Au plan interne, personne n’étant à l’abri d’un coup de force de n’importe quelle administration ou entreprise publique, sous l’effet d’une réglementation qui permet tout et toutes les lectures, on ne verra en guise d’investissements que des mystifications vite dégonflées une fois l’argent parti ailleurs.

L’activation de certaines voix , n’ayant pas qualité pour ce faire, et n’ayant qu’une sorte de régionalisme primaire comme viatique, ou d’autres considérant toute richesse comme coupable d’exister, en oubliant au passage toutes celles qui sont le fruit de rapines avérées, dans un climat politique délétère et pourri, à tous les niveaux de la société.

Est une preuve d’un aventurisme primaire, qui relève d’une vision étriquée de la logique d’état.

Dans ce genre de circonstances, ou l’état, n’a ni les moyens de mener une politique erratique de dépenses pour palier à d’autres déficits, ni les instruments, ni même les hommes pour redresser la barre d’une économie en rade, quoi qu’en disent les flagorneurs patentés, ce genre de conflits et de dérapages est de trop.

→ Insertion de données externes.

//! Request dispatch: server-side verb routing and client-side
//! request/response correlation.

pub mod dispatcher;
pub mod exchange;
pub mod fn_handler;

pub use dispatcher::{Dispatcher, Handler};
pub use exchange::{ExchangeManager, Notification};
pub use fn_handler::FnHandler;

Un homme d’affaire, ou un groupe industriel, quel qu’il soit, n’a ni qualité ni obligation d’être proche ou antagoniste du pouvoir, ni de signifier sa position envers qui que ce soit, ni même de s’impliquer dans le jeu politique, ni d’être ciblé, ni avantagé du fait de ces considérations.

Les investissements qui doivent obéir à des textes clairs, nets et précis, ne doivent faire l’objet ni d’assentiment, ni de blocage de qui que ce soit, d’autre que la loi et la justice si infraction avérée il y’a.

Ceci étant valable pour Cevital ou qui que ce soit d’autre, partout dans le pays,

La détente sociale et politique , et l’application du droit général étant de mise tout le temps, et surtout en période de crise multidimensionnelle.

Et toute autre démarche, relève de l’irresponsabilité politique, et d’une vision du monde, qui a cessé d’avoir cours dans le monde entier.

Mais pour cela, peut être qu’une refonte intégrale de notre vision du monde, de la gouvernance, de l’état et des institutions est elle nécessaire, avant qu’une fonte du glacis instauré de facto ne vienne tout noyer dans son sillage.

En attendant, la parties effectives impliquées dans cette affaire, pourraient avoir la sagesse, de veiller à finir leur investissement, au lieu de freiner celui des autres, ce genre de méthode n’ayant jamais réussi à personne, mais juste servi à mal justifier des retours de flammes futurs pilotés par la même administration sans âme, qui opère dans tous les sens.

Le droit étant la seule garantie de tout pour tous, et le non droit la fin de tous.

Toute autre affirmation, ou discours sur la réforme ou l’état de droit, dans n’importe quel cadre institutionnel futur étant de trop, sous l’égide de ce genre d’agissements, et risible pour le reste du monde, population locale incluse.